**Your objective:**
Take the records below and retype them line by line, from the first line through the one containing "use crate::query::QueryBuilder;"; stop there.

**Material for the task:**
──────────────────────────────

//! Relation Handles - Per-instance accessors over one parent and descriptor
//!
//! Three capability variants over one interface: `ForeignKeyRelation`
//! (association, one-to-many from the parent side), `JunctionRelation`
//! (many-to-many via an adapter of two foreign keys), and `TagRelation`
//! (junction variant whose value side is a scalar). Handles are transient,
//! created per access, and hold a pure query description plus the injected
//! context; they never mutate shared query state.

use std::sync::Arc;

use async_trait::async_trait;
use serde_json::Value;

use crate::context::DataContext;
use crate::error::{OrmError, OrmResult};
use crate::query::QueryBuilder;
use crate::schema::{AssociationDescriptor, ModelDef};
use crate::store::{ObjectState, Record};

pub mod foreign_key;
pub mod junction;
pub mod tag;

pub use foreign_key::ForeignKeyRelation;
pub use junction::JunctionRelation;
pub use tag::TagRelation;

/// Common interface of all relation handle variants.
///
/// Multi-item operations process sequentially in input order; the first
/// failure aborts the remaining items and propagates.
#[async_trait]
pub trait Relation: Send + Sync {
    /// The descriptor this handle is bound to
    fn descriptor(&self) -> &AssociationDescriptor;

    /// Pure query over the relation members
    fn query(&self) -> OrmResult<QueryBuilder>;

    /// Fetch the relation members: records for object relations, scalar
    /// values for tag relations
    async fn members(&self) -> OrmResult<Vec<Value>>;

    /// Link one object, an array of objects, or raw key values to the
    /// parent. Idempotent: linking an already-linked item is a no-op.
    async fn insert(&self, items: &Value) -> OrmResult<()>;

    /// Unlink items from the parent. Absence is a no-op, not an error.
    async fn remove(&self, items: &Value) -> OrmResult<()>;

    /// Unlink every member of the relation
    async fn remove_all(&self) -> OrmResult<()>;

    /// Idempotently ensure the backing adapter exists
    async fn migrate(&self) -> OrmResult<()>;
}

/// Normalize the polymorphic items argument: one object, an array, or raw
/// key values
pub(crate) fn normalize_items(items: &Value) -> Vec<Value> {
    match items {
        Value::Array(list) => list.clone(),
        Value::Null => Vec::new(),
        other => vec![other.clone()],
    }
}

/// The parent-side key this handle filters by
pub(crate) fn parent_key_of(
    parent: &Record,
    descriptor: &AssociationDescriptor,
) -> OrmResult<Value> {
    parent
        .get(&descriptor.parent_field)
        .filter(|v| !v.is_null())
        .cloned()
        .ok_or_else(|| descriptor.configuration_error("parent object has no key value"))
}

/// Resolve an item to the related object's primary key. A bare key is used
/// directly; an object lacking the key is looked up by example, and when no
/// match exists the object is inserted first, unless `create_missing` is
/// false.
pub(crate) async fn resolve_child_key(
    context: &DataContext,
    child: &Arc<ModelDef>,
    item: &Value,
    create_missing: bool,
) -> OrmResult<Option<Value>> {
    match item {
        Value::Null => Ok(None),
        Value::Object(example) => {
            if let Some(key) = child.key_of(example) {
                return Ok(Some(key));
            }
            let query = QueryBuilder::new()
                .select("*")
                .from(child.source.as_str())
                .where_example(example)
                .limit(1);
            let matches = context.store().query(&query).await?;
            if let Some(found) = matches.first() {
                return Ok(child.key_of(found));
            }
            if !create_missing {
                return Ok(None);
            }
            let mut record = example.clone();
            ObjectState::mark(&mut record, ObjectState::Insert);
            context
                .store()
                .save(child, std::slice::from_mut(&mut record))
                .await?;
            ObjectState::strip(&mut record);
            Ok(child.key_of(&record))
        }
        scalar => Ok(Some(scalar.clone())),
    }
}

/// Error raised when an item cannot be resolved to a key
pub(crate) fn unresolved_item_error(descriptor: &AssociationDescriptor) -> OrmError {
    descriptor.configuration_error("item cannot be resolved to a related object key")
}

──────────────────────────────

**Answer to this exercise:**
//! Relation Handles - Per-instance accessors over one parent and descriptor
//!
//! Three capability variants over one interface: `ForeignKeyRelation`
//! (association, one-to-many from the parent side), `JunctionRelation`
//! (many-to-many via an adapter of two foreign keys), and `TagRelation`
//! (junction variant whose value side is a scalar). Handles are transient,
//! created per access, and hold a pure query description plus the injected
//! context; they never mutate shared query state.

use std::sync::Arc;

use async_trait::async_trait;
use serde_json::Value;

use crate::context::DataContext;
use crate::error::{OrmError, OrmResult};
use crate::query::QueryBuilder;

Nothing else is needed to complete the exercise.